O governo Luiz Inácio Lula da Silva (PT) assinou contratos de cerca de R$ 650 milhões herdados de Jair Bolsonaro (PL) que levam para a atual gestão uma série de empreiteiras e condutas suspeitas de prática de cartel em obras de pavimentação.
As empresas contempladas agora e as práticas suspeitas nas concorrências são semelhantes às reveladas no ano passado em auditoria do TCU (Tribunal de Contas da União) sobre a ação de um chamado “cartel do asfalto” a partir de licitações da estatal federal Codevasf.
O governo Lula assinou os contratos e manteve a direção da Codevasf nomeada por Bolsonaro, mesmo com essa e outras fiscalizações do TCU e da CGU (Controladoria-Geral da União) que apontam irregularidades em série, como superfaturamentos, desvios e obras precárias.

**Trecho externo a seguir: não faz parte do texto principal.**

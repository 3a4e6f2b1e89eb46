use clap::{
    ArgGroup,
    Parser,
    Subcommand,
};
use color_eyre::eyre::{
    Result,
    WrapErr,
    eyre,
};
use darkpool_client::{
    ChainStateClient,
    ClientConfig,
    NetworkEnv,
    TransactionBuilder,
    TransitionInput,
    config::resolve_config_path,
    types::{
        MarketId,
        MarketInfo,
        Microcredits,
        PoolState,
        Resolution,
        TransactionId,
    },
};
use std::path::PathBuf;
use tracing_appender::{
    non_blocking::WorkerGuard,
    rolling,
};
use tracing_subscriber::{
    EnvFilter,
    fmt,
};

#[derive(Parser, Debug)]
#[command(
    name = "darkpool",
    about = "Read dark pool markets and encode their transitions",
    version,
    group(
        ArgGroup::new("network")
            .args(["testnet", "mainnet", "local"])
            .multiple(false)
    )
)]
struct Args {
    /// Use Aleo testnet (default)
    #[arg(long)]
    testnet: bool,

    /// Use Aleo mainnet
    #[arg(long)]
    mainnet: bool,

    /// Use a local devnet node
    #[arg(long)]
    local: bool,

    /// Override the node REST endpoint
    #[arg(long)]
    rpc_url: Option<String>,

    /// Override the program id
    #[arg(long)]
    program: Option<String>,

    /// Config file (defaults to ~/.config/darkpool/config.json when present)
    #[arg(long)]
    config: Option<String>,

    /// Also write daily rolling logs into this directory
    #[arg(long)]
    log_dir: Option<String>,

    #[command(subcommand)]
    command: Command,
}

#[derive(Subcommand, Debug)]
enum Command {
    /// Check the program is deployed and print the latest block height
    Status,
    /// Show a market record
    Market { market_id: String },
    /// Show a market's pool totals
    Pool { market_id: String },
    /// Show market and pool together
    Snapshot { market_id: String },
    /// Print a raw mapping value
    Mapping { mapping: String, key: String },
    /// Fetch a transaction by id
    Tx { transaction_id: String },
    /// List the program's most recent transactions
    Txs {
        #[arg(long, default_value_t = 10)]
        limit: u32,
    },
    /// Print the wallet request for a transition as JSON
    #[command(subcommand)]
    Encode(Encode),
    /// Derive a market id from its question text
    DeriveId { question: String },
}

#[derive(Subcommand, Debug)]
enum Encode {
    PlaceBet {
        market_id: String,
        outcome: String,
        amount: String,
    },
    CreateMarket {
        market_id: String,
        resolution_height: String,
    },
    ResolveMarket {
        market_id: String,
        winning_outcome: String,
    },
}

#[tokio::main]
async fn main() -> Result<()> {
    color_eyre::install()?;
    let args = Args::parse();
    let _guard = init_tracing(args.log_dir.as_deref())?;

    let config = load_config(&args)?;
    tracing::debug!(
        network = %config.network,
        program = %config.program_id,
        rpc = %config.rpc_url,
        "config loaded"
    );

    match args.command {
        Command::Status => status(&config).await,
        Command::Market { market_id } => {
            let client = chain_client(config)?;
            let market_id = parse_market_id(&market_id)?;
            let info = client
                .market(&market_id)
                .await
                .ok_or_else(|| eyre!("market {market_id} not found"))?;
            print_market(&market_id, &info);
            Ok(())
        }
        Command::Pool { market_id } => {
            let client = chain_client(config)?;
            let market_id = parse_market_id(&market_id)?;
            let pool = client
                .pool(&market_id)
                .await
                .ok_or_else(|| eyre!("no pool for market {market_id}"))?;
            print_pool(&pool);
            Ok(())
        }
        Command::Snapshot { market_id } => {
            let client = chain_client(config)?;
            let market_id = parse_market_id(&market_id)?;
            let snapshot = client
                .market_snapshot(&market_id)
                .await
                .ok_or_else(|| eyre!("market {market_id} not found"))?;
            print_market(&snapshot.market_id, &snapshot.info);
            print_pool(&snapshot.pool);
            Ok(())
        }
        Command::Mapping { mapping, key } => {
            let client = chain_client(config)?;
            match client
                .mapping_value(&mapping, &key)
                .await
                .wrap_err_with(|| format!("reading {mapping}[{key}]"))?
            {
                Some(value) => println!("{value}"),
                None => println!("{mapping}[{key}] is not set"),
            }
            Ok(())
        }
        Command::Tx { transaction_id } => {
            let client = chain_client(config)?;
            let id = TransactionId::new(transaction_id);
            let transaction = client
                .transaction(&id)
                .await
                .wrap_err("fetching transaction")?
                .ok_or_else(|| eyre!("transaction {id} not found"))?;
            println!("{}", serde_json::to_string_pretty(&transaction)?);
            println!("{}", client.config().explorer_transaction_url(&id));
            Ok(())
        }
        Command::Txs { limit } => {
            let client = chain_client(config)?;
            let transactions = client
                .recent_transactions(limit)
                .await
                .wrap_err("fetching recent transactions")?;
            if transactions.is_empty() {
                println!("no transactions for {}", client.config().program_id);
            }
            for transaction in &transactions {
                println!("{}", serde_json::to_string_pretty(transaction)?);
            }
            Ok(())
        }
        Command::Encode(encode) => {
            let input = match encode {
                Encode::PlaceBet {
                    market_id,
                    outcome,
                    amount,
                } => TransitionInput::place_bet(market_id, outcome, amount),
                Encode::CreateMarket {
                    market_id,
                    resolution_height,
                } => TransitionInput::CreateMarket {
                    market_id,
                    resolution_height,
                },
                Encode::ResolveMarket {
                    market_id,
                    winning_outcome,
                } => TransitionInput::ResolveMarket {
                    market_id,
                    winning_outcome,
                },
            };
            let intent = input.validate()?;
            let call = TransactionBuilder::new(&config).build(&intent)?;
            println!("{}", serde_json::to_string_pretty(&call)?);
            Ok(())
        }
        Command::DeriveId { question } => {
            let market_id = MarketId::derive(&question);
            println!("{}", market_id.to_input());
            Ok(())
        }
    }
}

fn init_tracing(log_dir: Option<&str>) -> Result<Option<WorkerGuard>> {
    let filter =
        EnvFilter::try_from_default_env().unwrap_or_else(|_| EnvFilter::new("info"));
    match log_dir {
        Some(dir) => {
            let dir = PathBuf::from(shellexpand::tilde(dir).into_owned());
            std::fs::create_dir_all(&dir)
                .wrap_err_with(|| format!("creating log directory {}", dir.display()))?;
            let (writer, guard) =
                tracing_appender::non_blocking(rolling::daily(dir, "darkpool.log"));
            fmt()
                .with_env_filter(filter)
                .with_writer(writer)
                .with_ansi(false)
                .try_init()
                .map_err(|e| eyre!("initialising tracing: {e}"))?;
            Ok(Some(guard))
        }
        None => {
            fmt()
                .with_env_filter(filter)
                .with_writer(std::io::stderr)
                .try_init()
                .map_err(|e| eyre!("initialising tracing: {e}"))?;
            Ok(None)
        }
    }
}

fn load_config(args: &Args) -> Result<ClientConfig> {
    let explicit = args.config.is_some();
    let path =
        resolve_config_path(args.config.as_deref()).wrap_err("resolving config path")?;
    let mut config = if explicit || path.exists() {
        ClientConfig::load(&path).wrap_err_with(|| format!("loading {}", path.display()))?
    } else {
        ClientConfig::default()
    };

    let network = if args.mainnet {
        Some(NetworkEnv::Mainnet)
    } else if args.local {
        Some(NetworkEnv::Local)
    } else if args.testnet {
        Some(NetworkEnv::Testnet)
    } else {
        None
    };
    if let Some(network) = network.filter(|network| *network != config.network) {
        let defaults = ClientConfig::for_network(network);
        config.network = network;
        config.rpc_url = defaults.rpc_url;
        config.explorer_url = defaults.explorer_url;
    }
    if let Some(rpc_url) = &args.rpc_url {
        config.rpc_url = rpc_url.clone();
    }
    if let Some(program) = &args.program {
        config.program_id = program.clone();
    }
    config.validate()?;
    Ok(config)
}

fn chain_client(config: ClientConfig) -> Result<ChainStateClient> {
    ChainStateClient::new(config).wrap_err("building HTTP client")
}

fn parse_market_id(raw: &str) -> Result<MarketId> {
    raw.parse()
        .wrap_err_with(|| format!("invalid market id `{raw}`"))
}

async fn status(config: &ClientConfig) -> Result<()> {
    let client = chain_client(config.clone())?;
    let live = client.program_live().await;
    println!("network: {}", config.network);
    let deployed = if live { "deployed" } else { "not found" };
    println!("program: {} ({deployed})", config.program_id);
    match client.latest_height().await {
        Ok(height) => println!("height:  {height}"),
        Err(error) => println!("height:  unavailable ({error})"),
    }
    if !live {
        return Err(eyre!("program not reachable at {client}"));
    }
    Ok(())
}

fn print_market(market_id: &MarketId, info: &MarketInfo) {
    println!("market:     {}", market_id.to_input());
    println!("creator:    {}", info.creator);
    match info.resolution {
        Resolution::Height(height) => println!("resolves:   block {height}"),
        Resolution::Timestamp(time) => println!("resolves:   unix time {time}"),
    }
    let state = match (info.resolved, info.winner()) {
        (false, _) => "open".to_owned(),
        (true, Some(outcome)) => format!("resolved ({outcome})"),
        (true, None) => format!("resolved (invalid outcome {})", info.winning_outcome),
    };
    println!("state:      {state}");
}

fn print_pool(pool: &PoolState) {
    let credits = |amount| Microcredits::new(amount).to_credits_string();
    println!("yes:        {}", credits(pool.total_yes));
    println!("no:         {}", credits(pool.total_no));
    println!("total:      {}", credits(pool.total_pool));
    if !pool.is_consistent() {
        println!("warning:    totals do not add up");
    }
}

A Codevasf foi entregue por Bolsonaro ao centrão e mantida dessa forma por Lula em troca de apoio no Congresso.
A Folha analisou as 56 licitações de pavimentação da Codevasf de 2022, feitas principalmente em dezembro, na reta final de Bolsonaro. Desse total, 47 concorrências levaram à assinatura de contratos em 2023, já sob Lula.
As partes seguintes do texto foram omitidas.